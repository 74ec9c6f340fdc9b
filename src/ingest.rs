//! Ingest convenience: source registry plus freeze.

use tracing::info;

use crate::config::RegistryConfig;
use crate::context::ContextPack;
use crate::error::ValidationError;
use crate::fact::Fact;
use crate::project::ProjectContext;
use crate::registry::{RegistryInput, RegistryWarning, SourceRegistryBuilder};

/// A frozen pack and the registry's warnings.
#[derive(Debug, Clone)]
pub struct Ingested {
    pub context: ContextPack,
    pub warnings: Vec<RegistryWarning>,
}

/// Registers uploaded sources and freezes them with `facts`.
///
/// Facts cite sources by id, so callers that extract facts before
/// registration should pin ids with [`crate::UploadedFile::with_id`].
///
/// # Errors
///
/// Returns `MalformedOverride` in strict mode, or any freeze error.
///
/// # Examples
///
/// ```
/// use buildplan::{ingest, Fact, ProjectContext, RegistryConfig, RegistryInput, UploadedFile};
///
/// let input = RegistryInput::new()
///     .file(UploadedFile::new("bracket_rev_b.dwg").with_id("DWG-1"))
///     .file(UploadedFile::new("Proposal for ACME Project.pdf").with_id("QUOTE-1"));
/// let facts = vec![
///     Fact::new("F-1", "Material", "316L", "DWG-1"),
///     Fact::new("F-2", "Material", "304", "QUOTE-1"),
/// ];
/// let out = ingest(&input, facts, ProjectContext::new("Frame 12"), &RegistryConfig::default()).unwrap();
/// assert_eq!(out.context.canonical("material").unwrap().claim, "316L");
/// ```
pub fn ingest(
    input: &RegistryInput,
    facts: Vec<Fact>,
    project: ProjectContext,
    config: &RegistryConfig,
) -> Result<Ingested, ValidationError> {
    let registry = SourceRegistryBuilder::from_config(config).build(input, &project)?;
    let warnings = registry.warnings().to_vec();
    let context = ContextPack::freeze(registry.into_sources(), facts, project)?;
    info!(digest = %context.digest(), warnings = warnings.len(), "ingest complete");
    Ok(Ingested { context, warnings })
}

/// Registers more sources and rebuilds `context` from the union.
///
/// Derived ids that clash with a source already in the pack are suffixed
/// (`DWG-1001-2`), so re-uploading a revision never fails.
///
/// # Errors
///
/// Returns `DuplicateSource` if an explicit id is already in the pack,
/// `MalformedOverride` in strict mode, or any fact validation error.
pub fn ingest_append(
    context: &ContextPack,
    input: &RegistryInput,
    facts: Vec<Fact>,
    config: &RegistryConfig,
) -> Result<Ingested, ValidationError> {
    let registry = SourceRegistryBuilder::from_config(config).build_after(
        context.sources(),
        input,
        context.project(),
    )?;
    let warnings = registry.warnings().to_vec();
    let context = context.append(registry.into_sources(), facts)?;
    info!(digest = %context.digest(), warnings = warnings.len(), "append-ingest complete");
    Ok(Ingested { context, warnings })
}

# ACTIVITY
The entries above must each be repeated exactly.

# YOUR SOLUTION
repository 74ec9c6f340fdc9b
filename src/ingest.rs
//! Ingest convenience: source registry plus freeze.

use tracing::info;

use crate::config::RegistryConfig;
use crate::context::ContextPack;
use crate::error::ValidationError;
use crate::fact::Fact;
use crate::project::ProjectContext;
use crate::registry::{RegistryInput, RegistryWarning, SourceRegistryBuilder};

/// A frozen pack and the registry's warnings.
#[derive(Debug, Clone)]
pub struct Ingested {
    pub context: ContextPack,
    pub warnings: Vec<RegistryWarning>,
}

/// Registers uploaded sources and freezes them with `facts`.
///
/// Facts cite sources by id, so callers that extract facts before
/// registration should pin ids with [`crate::UploadedFile::with_id`].
///
/// # Errors
///
/// Returns `MalformedOverride` in strict mode, or any freeze error.
///
/// # Examples
///
/// ```
/// use buildplan::{ingest, Fact, ProjectContext, RegistryConfig, RegistryInput, UploadedFile};
///
/// let input = RegistryInput::new()
///     .file(UploadedFile::new("bracket_rev_b.dwg").with_id("DWG-1"))
///     .file(UploadedFile::new("Proposal for ACME Project.pdf").with_id("QUOTE-1"));
/// let facts = vec![
///     Fact::new("F-1", "Material", "316L", "DWG-1"),
///     Fact::new("F-2", "Material", "304", "QUOTE-1"),
/// ];
/// let out = ingest(&input, facts, ProjectContext::new("Frame 12"), &RegistryConfig::default()).unwrap();
/// assert_eq!(out.context.canonical("material").unwrap().claim, "316L");
/// ```
pub fn ingest(
    input: &RegistryInput,
    facts: Vec<Fact>,
    project: ProjectContext,
    config: &RegistryConfig,
) -> Result<Ingested, ValidationError> {
    let registry = SourceRegistryBuilder::from_config(config).build(input, &project)?;
    let warnings = registry.warnings().to_vec();
    let context = ContextPack::freeze(registry.into_sources(), facts, project)?;
    info!(digest = %context.digest(), warnings = warnings.len(), "ingest complete");
    Ok(Ingested { context, warnings })
}

/// Registers more sources and rebuilds `context` from the union.
///
/// Derived ids that clash with a source already in the pack are suffixed
/// (`DWG-1001-2`), so re-uploading a revision never fails.
///
/// # Errors
///
/// Returns `DuplicateSource` if an explicit id is already in the pack,
/// `MalformedOverride` in strict mode, or any fact validation error.
pub fn ingest_append(
    context: &ContextPack,
    input: &RegistryInput,
    facts: Vec<Fact>,
    config: &RegistryConfig,
) -> Result<Ingested, ValidationError> {
    let registry = SourceRegistryBuilder::from_config(config).build_after(
        context.sources(),
        input,
        context.project(),
    )?;
    let warnings = registry.warnings().to_vec();
    let context = context.append(registry.into_sources(), facts)?;
    info!(digest = %context.digest(), warnings = warnings.len(), "append-ingest complete");
    Ok(Ingested { context, warnings })
}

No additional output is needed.